Intracellular trafficking of Bordetella pertussis in human macrophages

Abstract

Although Bordetella pertussis has been observed to survive inside macrophages, its ability to resist or evade degradation in phagolysosomes has not been defined. We here investigated the trafficking of B. pertussis upon entry into human macrophages. During the first hours following phagocytosis, a high percentage of bacteria were destroyed within acidic compartments positive for the lysosome-associated membrane proteins (LAMP). However, roughly one-fourth of the bacteria taken up evade this initial killing event, remaining in nonacidic compartments. Forty-eight hours after infection, the number of intracellular bacteria per cell increased, suggesting that B. pertussis is capable of replicating in this type of compartment.
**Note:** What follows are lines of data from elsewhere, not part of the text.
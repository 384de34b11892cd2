//! Core domain types for the school administration backend.
//!
//! This crate contains shared types used across all packages:
//! - Registration payloads, records, and statuses
//! - RegistrationJob for intake work waiting in the fallback queue
//! - InsertMetric and MetricsRing for insert-attempt accounting
//! - Events for real-time updates
//! - ContactMessage for the public contact form

mod contact;
mod events;
mod job;
mod metrics;
mod registration;

pub use contact::{ContactMessage, MessageStatus};
pub use events::SchoolEvent;
pub use job::{JobId, JobPreview, RegistrationJob};
pub use metrics::{DEFAULT_METRICS_CAPACITY, InsertMetric, MetricsRing};
pub use registration::{InvalidStatus, Registration, RegistrationRecord, RegistrationStatus};
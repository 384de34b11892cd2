use tracing::error;

#[tokio::main]
async fn main() {
    if let Err(e) = server::start_server().await {
        error!("Server failed: {e}");
        std::process::exit(1);
    }
}
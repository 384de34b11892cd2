//! Event types for real-time updates.

use serde::{Deserialize, Serialize};

use crate::RegistrationRecord;

/// Events fanned out to connected admin dashboards.
#[derive(Debug, Clone, PartialEq, Serialize, Deserialize)]
#[serde(tag = "type", rename_all = "snake_case")]
pub enum SchoolEvent {
    /// A registration was committed to the database.
    Registration { registration: RegistrationRecord },
}

impl SchoolEvent {
    /// Get a short description of this event for logging.
    pub fn description(&self) -> String {
        match self {
            SchoolEvent::Registration { registration } => format!(
                "Registration {} committed ({})",
                registration.id, registration.registration.email
            ),
        }
    }
}
//! Drain worker actor retrying queued registration inserts.

use std::sync::Arc;
use std::time::{Duration, Instant};

use ractor::{Actor, ActorProcessingErr, ActorRef};
use school_core::{InsertMetric, MetricsRing, SchoolEvent};

use crate::gateway::RegistrationGateway;
use crate::hub::BroadcastHub;
use crate::messages::{QueueMessage, WorkerMessage};

/// How long a tick waits on the queue actor before giving up.
const TAKE_TIMEOUT: Duration = Duration::from_secs(5);

/// State for the drain worker actor.
pub struct DrainWorkerState {
    queue: ActorRef<QueueMessage>,
    gateway: Arc<dyn RegistrationGateway>,
    metrics: Arc<MetricsRing>,
    hub: Arc<BroadcastHub>,
}

/// Drain worker arguments.
pub struct WorkerArgs {
    pub queue: ActorRef<QueueMessage>,
    pub gateway: Arc<dyn RegistrationGateway>,
    pub metrics: Arc<MetricsRing>,
    pub hub: Arc<BroadcastHub>,
    pub tick_interval: Duration,
}

/// Worker actor that drains the fallback queue, one job per tick.
///
/// Ticks are processed serially through the actor mailbox, so at most one
/// queue-originated insert is in flight at any time.
pub struct DrainWorker;

impl Actor for DrainWorker {
    type Msg = WorkerMessage;
    type State = DrainWorkerState;
    type Arguments = WorkerArgs;

    async fn pre_start(
        &self,
        myself: ActorRef<Self::Msg>,
        args: Self::Arguments,
    ) -> Result<Self::State, ActorProcessingErr> {
        tracing::info!(
            "Starting drain worker (tick every {}ms)",
            args.tick_interval.as_millis()
        );

        // Start the tick loop
        let myself_clone = myself.clone();
        let tick_interval = args.tick_interval;
        tokio::spawn(async move {
            let mut interval = tokio::time::interval(tick_interval);
            loop {
                interval.tick().await;
                if myself_clone.send_message(WorkerMessage::Tick).is_err() {
                    break;
                }
            }
        });

        Ok(DrainWorkerState {
            queue: args.queue,
            gateway: args.gateway,
            metrics: args.metrics,
            hub: args.hub,
        })
    }

    async fn handle(
        &self,
        myself: ActorRef<Self::Msg>,
        message: Self::Msg,
        state: &mut Self::State,
    ) -> Result<(), ActorProcessingErr> {
        match message {
            WorkerMessage::Tick => {
                let result = ractor::rpc::call(
                    &state.queue,
                    |reply| QueueMessage::TakeNext { reply },
                    Some(TAKE_TIMEOUT),
                )
                .await;

                let job = match result {
                    Ok(ractor::rpc::CallResult::Success(Some(job))) => job,
                    Ok(ractor::rpc::CallResult::Success(None)) => return Ok(()),
                    other => {
                        tracing::warn!("Registration queue unavailable: {other:?}");
                        return Ok(());
                    }
                };

                let start = Instant::now();
                let insert = state.gateway.insert(job.payload.clone()).await;
                let duration_ms = start.elapsed().as_millis() as u64;

                match insert {
                    Ok(record) => {
                        tracing::info!(
                            "Job {} drained into registration {} in {}ms",
                            job.id,
                            record.id,
                            duration_ms
                        );
                        state.metrics.record(InsertMetric::success(
                            job.id,
                            record.registration.email.clone(),
                            duration_ms,
                            record.id,
                        ));
                        state
                            .hub
                            .publish(&SchoolEvent::Registration { registration: record });
                    }
                    Err(error) => {
                        // No requeue: a job whose retry fails is dropped.
                        tracing::error!("Queued insert failed for job {}: {error}", job.id);
                        state.metrics.record(InsertMetric::failure(
                            job.id,
                            job.payload.email.clone(),
                            duration_ms,
                            error.to_string(),
                        ));
                    }
                }
            }

            WorkerMessage::Shutdown => {
                tracing::info!("Shutting down drain worker");
                myself.stop(None);
            }
        }

        Ok(())
    }
}
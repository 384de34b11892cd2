//! Fan-out of committed registrations to live admin subscribers.

use std::collections::HashMap;
use std::sync::Mutex;
use std::sync::atomic::{AtomicU64, Ordering};

use school_core::SchoolEvent;
use tokio::sync::mpsc;

/// Handle identifying one live subscriber.
#[derive(Debug, Clone, Copy, PartialEq, Eq, Hash)]
pub struct SubscriberId(u64);

impl std::fmt::Display for SubscriberId {
    fn fmt(&self, f: &mut std::fmt::Formatter<'_>) -> std::fmt::Result {
        write!(f, "{}", self.0)
    }
}

/// Fan-out dispatcher for live admin events.
///
/// Each subscriber gets its own unbounded channel: events arrive in
/// publish order per subscriber, and a slow or closed subscriber never
/// delays the others. A failed send deregisters that subscriber.
#[derive(Debug, Default)]
pub struct BroadcastHub {
    subscribers: Mutex<HashMap<SubscriberId, mpsc::UnboundedSender<SchoolEvent>>>,
    next_id: AtomicU64,
}

impl BroadcastHub {
    /// Create a hub with no subscribers.
    pub fn new() -> Self {
        Self::default()
    }

    /// Register a new live connection.
    pub fn subscribe(&self) -> (SubscriberId, mpsc::UnboundedReceiver<SchoolEvent>) {
        let id = SubscriberId(self.next_id.fetch_add(1, Ordering::Relaxed) + 1);
        let (tx, rx) = mpsc::unbounded_channel();
        self.subscribers.lock().unwrap().insert(id, tx);
        tracing::debug!("Subscriber {id} connected");
        (id, rx)
    }

    /// Remove a live connection.
    pub fn unsubscribe(&self, id: SubscriberId) {
        if self.subscribers.lock().unwrap().remove(&id).is_some() {
            tracing::debug!("Subscriber {id} disconnected");
        }
    }

    /// Deliver `event` to every subscriber, dropping any whose receiver
    /// has gone away.
    pub fn publish(&self, event: &SchoolEvent) {
        tracing::debug!("Broadcasting event: {}", event.description());
        let mut subscribers = self.subscribers.lock().unwrap();
        subscribers.retain(|id, tx| match tx.send(event.clone()) {
            Ok(()) => true,
            Err(_) => {
                tracing::debug!("Pruning closed subscriber {id}");
                false
            }
        });
    }

    /// Number of live subscribers.
    pub fn subscriber_count(&self) -> usize {
        self.subscribers.lock().unwrap().len()
    }
}
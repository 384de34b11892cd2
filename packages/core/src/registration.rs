//! Registration domain types.

use chrono::{DateTime, Utc};
use serde::{Deserialize, Serialize};

/// A registration submission as received from the public enrollment form.
///
/// Required-field and email-shape validation happens at the HTTP boundary;
/// by the time a payload reaches the intake path it is well-formed.
#[derive(Debug, Clone, PartialEq, Serialize, Deserialize)]
#[serde(rename_all = "camelCase")]
pub struct Registration {
    pub first_name: String,
    pub last_name: String,
    pub date_of_birth: String,
    pub gender: String,
    pub email: String,
    pub phone: String,
    pub address: String,
    /// Academic program applied for.
    pub program: String,
    /// Grade level applied for.
    pub grade: String,
    #[serde(default, skip_serializing_if = "Option::is_none")]
    pub parent_name: Option<String>,
    #[serde(default, skip_serializing_if = "Option::is_none")]
    pub parent_phone: Option<String>,
    #[serde(default, skip_serializing_if = "Option::is_none")]
    pub previous_school: Option<String>,
    #[serde(default, skip_serializing_if = "Option::is_none")]
    pub medical_info: Option<String>,
    /// Whether the applicant opted into the newsletter.
    #[serde(default)]
    pub newsletter: bool,
}

/// Review status of a committed registration.
#[derive(Debug, Clone, Copy, Default, PartialEq, Eq, Serialize, Deserialize)]
#[serde(rename_all = "lowercase")]
pub enum RegistrationStatus {
    /// Awaiting admin review.
    #[default]
    Pending,
    Approved,
    Rejected,
}

impl RegistrationStatus {
    /// Get a simple status string for display.
    pub fn as_str(&self) -> &'static str {
        match self {
            RegistrationStatus::Pending => "pending",
            RegistrationStatus::Approved => "approved",
            RegistrationStatus::Rejected => "rejected",
        }
    }
}

impl std::fmt::Display for RegistrationStatus {
    fn fmt(&self, f: &mut std::fmt::Formatter<'_>) -> std::fmt::Result {
        write!(f, "{}", self.as_str())
    }
}

/// Error returned when parsing an unknown status string.
#[derive(Debug, Clone, thiserror::Error)]
#[error("invalid registration status: {0}")]
pub struct InvalidStatus(pub String);

impl std::str::FromStr for RegistrationStatus {
    type Err = InvalidStatus;

    fn from_str(s: &str) -> Result<Self, Self::Err> {
        match s {
            "pending" => Ok(RegistrationStatus::Pending),
            "approved" => Ok(RegistrationStatus::Approved),
            "rejected" => Ok(RegistrationStatus::Rejected),
            other => Err(InvalidStatus(other.to_string())),
        }
    }
}

/// A committed registration row, as stored, listed, and broadcast.
#[derive(Debug, Clone, PartialEq, Serialize, Deserialize)]
pub struct RegistrationRecord {
    /// Monotonically increasing integer id issued by the database.
    pub id: i64,
    #[serde(flatten)]
    pub registration: Registration,
    pub status: RegistrationStatus,
    /// When the row was committed.
    pub created_at: DateTime<Utc>,
    /// When the row was last updated.
    pub updated_at: DateTime<Utc>,
}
Viable bacteria accumulated within phagosomal compartments positive for the early endosomal marker Rab5 but not the late endosomal marker LAMP. Moreover, B. pertussis-containing phagosomes acquired exogenously added transferrin, indicating that intracellular bacteria have access to extracellular components and essential nutrients via the host cell recycling pathway. Overall, these results suggest that B. pertussis survives and eventually replicates in compartments with characteristics of early endosomes, potentially contributing to its extraordinary ability to persist within hosts and populations.

FIG. 1.

Increase in the number of B. pertussis cells inside macrophages over time. GFP-expressing B. pertussis cells were incubated with human macrophages (MOI, 50) for 20 min at 37°C. After being washed, the macrophages were incubated for 2 h (panel a) or 48 h (panel b) in DMEM-10% NS and further stained with the acidotropic dye Lysotracker. Results representative of one out of three independent experiments are shown.

FIG. 2.

Phagocytosis and survival of B. pertussis in human macrophages. (A) GFP-expressing B. pertussis cells were incubated with human macrophages (MOI, 20) for 20 min at 37°C. After being washed, the cells were fixed and extracellular and intracellular bacteria were quantified by double immunofluorescence staining. The data represent the mean ± SD of three independent experiments. The number of intracellular IgG-opsonized B. pertussis bacteria was significantly different from the number of intracellular nonopsonized B. pertussis bacteria (*, P < 0.05). (B) GFP-expressing B. pertussis was incubated with human macrophages (MOI, 20) for 20 min at 37°C. After three washing steps, the cells were incubated with polymyxin B to kill extracellular bacteria and the number of CFU of B. pertussis per cell was determined at different time points postinfection. The data represent the mean ± SD of three independent experiments. The number of viable intracellular nonopsonized bacteria per cell at 48 h postinfection was significantly different from the number of viable intracellular bacteria per cell at both 2 and 24 h postinfection. (*, P < 0.05).

FIG. 3.

Time course of B. pertussis colocalization with the acidotropic dye Lysotracker. GFP-expressing B. pertussis bacteria were incubated with human macrophages (MOI, 20) for 20 min at 37°C. After being washed, B. pertussis-infected macrophages were incubated with Lysotracker (20 min postinfection) or treated with polymyxin B before Lysotracker staining at 2 or 48 h after infection. The bars indicate percentages of Lysotracker-positive phagosomes. The data represent the mean ± SD of three independent experiments. Confocal microscopy images representative of one out of three independent experiments are shown.

FIG. 4.

Quantification of bacterial loads in macrophages over time. Macrophages incubated with GFP-expressing bacteria at 37°C for 20 min were washed and further incubated with polymyxin B to kill the extracellular bacteria. At 2, 24, or 48 h after infection, cells were fixed and the number of bacteria per macrophage (b/c) was analyzed by fluorescence microscopy. The number of intracellular bacteria was determined by analyzing 100 macrophages in each sample. The data represent the mean ± SD of three independent experiments.

FIG. 5.

Characterization of B. pertussis-containing phagosome. Macrophages incubated with GFP-expressing B. pertussis at 37°C for 20 min were washed and further incubated with polymyxin B. At 2 or 48 h after infection, macrophages were analyzed by confocal microscopy for Alexa transferrin-594 uptake or LAMP-1 and Rab5 staining. The bars indicate percentages of LAMP-, Rab5-, and transferrin-positive phagosomes. The data represent the mean ± SD of three independent experiments. Representative confocal microscopy images of the colocalization of B. pertussis with LAMP, Rab5, or transferrin in macrophages at 48 h postinfection are shown.